A significant polarization can be observed if the viewing angle with respect to the jet center θv (where θv ~ ι) exceeds θc. From this somewhat simplified qualitative description, it is clear that polarization will only be observed for off-axis GRBs. In addition, as the preferred scattering angle required for photons to reach the observer is larger for areas further from the viewing axis, the net PD is larger as θvc increases. As a result, the PD increases with off-axis viewing angle, and therefore with ι.
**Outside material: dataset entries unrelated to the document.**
//! Entity trait and identifier helpers.

use bson::oid::ObjectId;
use serde::de::DeserializeOwned;
use serde::{Deserialize, Serialize};

/// A record type persisted in a collection.
///
/// The logical name doubles as the physical collection name; which database
/// that collection lives in is decided per call by the environment. Fields
/// beyond the identifier are opaque to this layer and defined by the caller
/// through serde.
///
/// An entity whose identifier is the all-zero [`ObjectId`] is treated as not
/// yet persisted; the write paths assign a freshly generated identifier in
/// place, which callers can rely on after `save`/`insert` return.
///
/// # Example
///
/// ```rust,ignore
/// use bson::oid::ObjectId;
/// use corral::Entity;
/// use serde::{Deserialize, Serialize};
///
/// #[derive(Debug, Serialize, Deserialize)]
/// struct User {
///     #[serde(rename = "_id")]
///     id: ObjectId,
///     name: String,
/// }
///
/// impl Entity for User {
///     const COLLECTION: &'static str = "User";
///     fn id(&self) -> ObjectId { self.id }
///     fn set_id(&mut self, id: ObjectId) { self.id = id; }
/// }
/// ```
pub trait Entity: Serialize + DeserializeOwned + Send + Sync + Unpin + 'static {
    /// Collection this entity type maps to.
    const COLLECTION: &'static str;

    /// Current identifier (zero when not yet persisted).
    fn id(&self) -> ObjectId;

    /// Assign the identifier. Called by the write paths.
    fn set_id(&mut self, id: ObjectId);

    /// Whether the entity has not been persisted yet.
    fn is_new(&self) -> bool {
        self.id() == zero_id()
    }
}

/// The all-zero identifier marking a not-yet-persisted entity.
pub fn zero_id() -> ObjectId {
    ObjectId::from_bytes([0u8; 12])
}

/// Stub carrying only the identifier of a deleted document.
///
/// Delete change events cannot carry the full document, so the watcher wraps
/// the surviving identifier in this stub.
#[derive(Debug, Clone, Copy, PartialEq, Eq, Serialize, Deserialize)]
pub struct DeletedStub {
    /// Identifier of the deleted document.
    #[serde(rename = "_id")]
    pub id: ObjectId,
}

#[cfg(test)]
mod tests {
    use super::*;

    #[derive(Debug, Serialize, Deserialize)]
    struct Sample {
        #[serde(rename = "_id")]
        id: ObjectId,
        name: String,
    }

    impl Entity for Sample {
        const COLLECTION: &'static str = "Sample";

        fn id(&self) -> ObjectId {
            self.id
        }

        fn set_id(&mut self, id: ObjectId) {
            self.id = id;
        }
    }

    #[test]
    fn test_is_new() {
        let mut sample = Sample {
            id: zero_id(),
            name: "a".into(),
        };
        assert!(sample.is_new());

        sample.set_id(ObjectId::new());
        assert!(!sample.is_new());
    }

    #[test]
    fn test_deleted_stub_roundtrip() {
        let id = ObjectId::new();
        let doc = bson::to_document(&DeletedStub { id }).unwrap();
        assert_eq!(doc.get_object_id("_id").unwrap(), id);

        let stub: DeletedStub = bson::from_document(doc).unwrap();
        assert_eq!(stub.id, id);
    }
}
It should be noted that, although providing the correct correlation between ι and the PD, the description of the emission provided here lacks some of the complex details, which can be found for example in Lundman et al. (2014, 2018), and Gill et al. (2020). Such details allow us to calculate the exact PD, as well as its exact dependency on ι. As such quantitative results strongly depend on a significant number of unknown parameters, related to the jet structure, it is not possible to provide a direct quantitative prediction without making a number of assumptions. Details of these unknown parameters are discussed in depth in for example Gill et al. (2020), which shows that the levels of observed PD can be as high as 15% for large off-axis observations. This value, however, depends on both the size of the jet, the Lorentz factor and its angular structure. In the simplest model, the jet consists of an outflow with a uniform Lorentz factor, which drops off sharply beyond θc. This is called a top-hat jet. In a structured jet, a layer of sheared material is added beyond θc, whose Lorentz factor drops off as θ (the angle with respect to the jet symmetry axis) goes beyond θc. In Lundman et al. (2014), and Ito et al. (2014) Monte Carlo simulations of a structured jet with a sharp drop off in Lorentz factor in the shear layer are shown to give levels of polarization exceeding 20%. Apart from the structure of the jet, the radial distance between the last interactions of the photons also plays an important role, as it affects the mixing of photons emitted from various locations that reach the observer. The observed PD therefore also depends on the density profile around the photosphere. Generally, however, all the models produce the same qualitative prediction of an increasing PD with increasing ι.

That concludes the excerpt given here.